In short, the United States is hugely overinvesting in military tools and underinvesting in diplomatic tools. The result is a lopsided foreign policy that antagonizes the rest of the world and is ineffective in tackling many modern problems.
After all, you can’t bomb global warming.
Incredibly, the most eloquent spokesman for more balance between “hard power” and “soft power” is Defense Secretary Robert Gates. Mr. Gates, who is superb in repairing the catastrophe left behind by Donald Rumsfeld, has given a series of astonishing speeches in which he calls for more resources for the State Department and aid agencies.
“One of the most important lessons of the wars in Iraq and Afghanistan is that military success is not sufficient to win,” Mr. Gates said. He noted that the entire American diplomatic corps — about 6,500 people — is less than the staffing of a single aircraft carrier group, yet Congress isn’t interested in paying for a larger Foreign Service.
“It simply does not have the built-in, domestic constituency of defense programs,” Mr. Gates said. “As an example, the F-22 aircraft is produced by companies in 44 states; that’s 88 senators.”
With the Olympics unfolding in China now, the Navy and the Air Force are seizing upon China’s rise as an excuse to grab tens of billions of dollars for the F-22, for an advanced destroyer, for new attack submarines. But we’re failing to invest minuscule sums to build good will among Chinese.
For the price of one F-22, we could — for 25 years — operate American libraries in each Chinese province, pay for more Chinese-American exchanges, and hire more diplomats prepared to appear on Chinese television and explain in fluent Chinese what American policy is. And for the price of one M.R.E. lunch for one soldier, the State Department could make a few phone calls to push the Chinese leadership to respond to the Dalai Lama’s olive branch a few days ago, helping to eliminate a long-term irritant in U.S.-China relations.
Then there’s the Middle East. Dennis Ross, the longtime Middle East peace negotiator, says he has been frustrated “beyond belief” to see resources showered on the military while diplomacy has to fight for scraps. Mr. Ross argues that an investment of just $1 billion — financing job creation and other grass-roots programs in the West Bank — could significantly increase the prospect of an Israeli-Palestinian peace. But that money isn’t forthcoming.
Our intuitive approach to fighting terrorists and insurgents is to blow things up. But one of the most cost-effective counterterrorism methods in countries like Pakistan and Afghanistan may be to build things up, like schooling and microfinance. Girls’ education sometimes gets more bang for the buck than a missile.
A new study from the RAND Corporation examined how 648 terror groups around the world ended between 1968 and 2006. It found that by far the most common way for them to disappear was to be absorbed by the political process. The second most common way was to be defeated by police work. In contrast, in only 7 percent of cases did military force destroy the terrorist group.
“There is no battlefield solution to terrorism,” the report declares. “Military force usually has the opposite effect from what is intended.”

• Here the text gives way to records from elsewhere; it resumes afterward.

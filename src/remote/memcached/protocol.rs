//! Memcached ASCII protocol: `get` and `set` over one connection.

use std::collections::HashMap;
use std::time::{Duration, SystemTime, UNIX_EPOCH};

use tokio::io::{AsyncBufReadExt, AsyncRead, AsyncReadExt, AsyncWrite, AsyncWriteExt, BufStream};
use tokio::net::TcpStream;

use crate::error::{CacheError, Result};

/// Longest key memcached accepts.
pub const MAX_KEY_LENGTH: usize = 250;

/// Largest value length accepted from a server reply.
pub const MAX_VALUE_LENGTH: usize = 1 << 30;

/// Relative expirations above this are interpreted by memcached as unix
/// timestamps.
const MAX_RELATIVE_EXPIRATION: u64 = 60 * 60 * 24 * 30;

/// Whether `key` can be sent on the wire unchanged: non-empty, at most 250
/// bytes, no whitespace or control characters.
pub fn is_valid_key(key: &str) -> bool {
    !key.is_empty()
        && key.len() <= MAX_KEY_LENGTH
        && key.bytes().all(|b| b > b' ' && b != 0x7f)
}

/// Converts a validity period into a memcached `exptime` field.
pub fn expiration(validity: Duration) -> u64 {
    let secs = validity.as_secs();
    if secs <= MAX_RELATIVE_EXPIRATION {
        return secs;
    }
    let now = SystemTime::now()
        .duration_since(UNIX_EPOCH)
        .map(|d| d.as_secs())
        .unwrap_or(0);
    now + secs
}

/// A buffered connection to one memcached server.
#[derive(Debug)]
pub struct Connection<S = TcpStream> {
    stream: BufStream<S>,
    address: String,
    max_value_len: usize,
}

impl<S: AsyncRead + AsyncWrite + Unpin> Connection<S> {
    pub fn new(stream: S, address: impl Into<String>) -> Self {
        Self {
            stream: BufStream::new(stream),
            address: address.into(),
            max_value_len: MAX_VALUE_LENGTH,
        }
    }

    /// Rejects reply values longer than `limit` bytes (zero keeps the default).
    pub fn with_max_value_len(mut self, limit: usize) -> Self {
        if limit > 0 {
            self.max_value_len = limit.min(MAX_VALUE_LENGTH);
        }
        self
    }

    pub fn address(&self) -> &str {
        &self.address
    }

    /// Issues one `get` for all `keys`; keys absent from the reply are misses.
    pub async fn get_multi(&mut self, keys: &[String]) -> Result<HashMap<String, Vec<u8>>> {
        if keys.is_empty() {
            return Ok(HashMap::new());
        }
        let mut command = String::from("get");
        for key in keys {
            command.push(' ');
            command.push_str(key);
        }
        command.push_str("\r\n");
        self.stream.write_all(command.as_bytes()).await?;
        self.stream.flush().await?;
        self.read_values().await
    }

    pub async fn set(&mut self, key: &str, value: &[u8], exptime: u64) -> Result<()> {
        let header = format!("set {key} 0 {exptime} {}\r\n", value.len());
        self.stream.write_all(header.as_bytes()).await?;
        self.stream.write_all(value).await?;
        self.stream.write_all(b"\r\n").await?;
        self.stream.flush().await?;

        match self.read_line().await?.as_str() {
            "STORED" => Ok(()),
            line => Err(reply_error(line)),
        }
    }

    async fn read_values(&mut self) -> Result<HashMap<String, Vec<u8>>> {
        let mut values = HashMap::new();
        loop {
            let line = self.read_line().await?;
            if line == "END" {
                return Ok(values);
            }
            let Some(header) = line.strip_prefix("VALUE ") else {
                return Err(reply_error(&line));
            };

            // VALUE <key> <flags> <bytes> [<cas unique>]
            let mut fields = header.split(' ');
            let (Some(key), Some(_flags), Some(len)) = (fields.next(), fields.next(), fields.next())
            else {
                return Err(CacheError::Protocol(format!("malformed value line: {line}")));
            };
            let len: usize = len
                .parse()
                .map_err(|_| CacheError::Protocol(format!("bad value length: {line}")))?;
            if len > self.max_value_len {
                return Err(CacheError::Protocol(format!(
                    "value length {len} exceeds limit {}",
                    self.max_value_len
                )));
            }

            let mut data = vec![0u8; len + 2];
            self.stream.read_exact(&mut data).await?;
            if !data.ends_with(b"\r\n") {
                return Err(CacheError::Protocol("value not terminated by CRLF".into()));
            }
            data.truncate(len);
            values.insert(key.to_string(), data);
        }
    }

    async fn read_line(&mut self) -> Result<String> {
        let mut buf = Vec::new();
        let read = self.stream.read_until(b'\n', &mut buf).await?;
        if read == 0 {
            return Err(CacheError::Io(std::io::ErrorKind::UnexpectedEof.into()));
        }
        let line = String::from_utf8_lossy(&buf);
        Ok(line.trim_end_matches(['\r', '\n']).to_string())
    }
}

fn reply_error(line: &str) -> CacheError {
    if let Some(msg) = line.strip_prefix("SERVER_ERROR ") {
        CacheError::Protocol(format!("server error: {msg}"))
    } else if let Some(msg) = line.strip_prefix("CLIENT_ERROR ") {
        CacheError::Protocol(format!("client error: {msg}"))
    } else {
        CacheError::Protocol(format!("unexpected reply: {line}"))
    }
}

The next president should absorb that lesson and revalidate diplomacy as the primary tool of foreign policy — even if that means talking to ogres. Take Iran. Until recently, the American officials in charge of solving the Iranian problem were not even allowed to meet Iranians.
“We need to believe in the power of American diplomacy, and we should not believe a military conflict with Iran is inevitable,” said Nicholas Burns, until recently the under secretary of state for political affairs and for three years the government’s point person on Iran. “Our first impulse should be a serious and patient and persistent diplomatic effort. Too often in our national debate we focus on the military option and give short shrift to the diplomatic option.”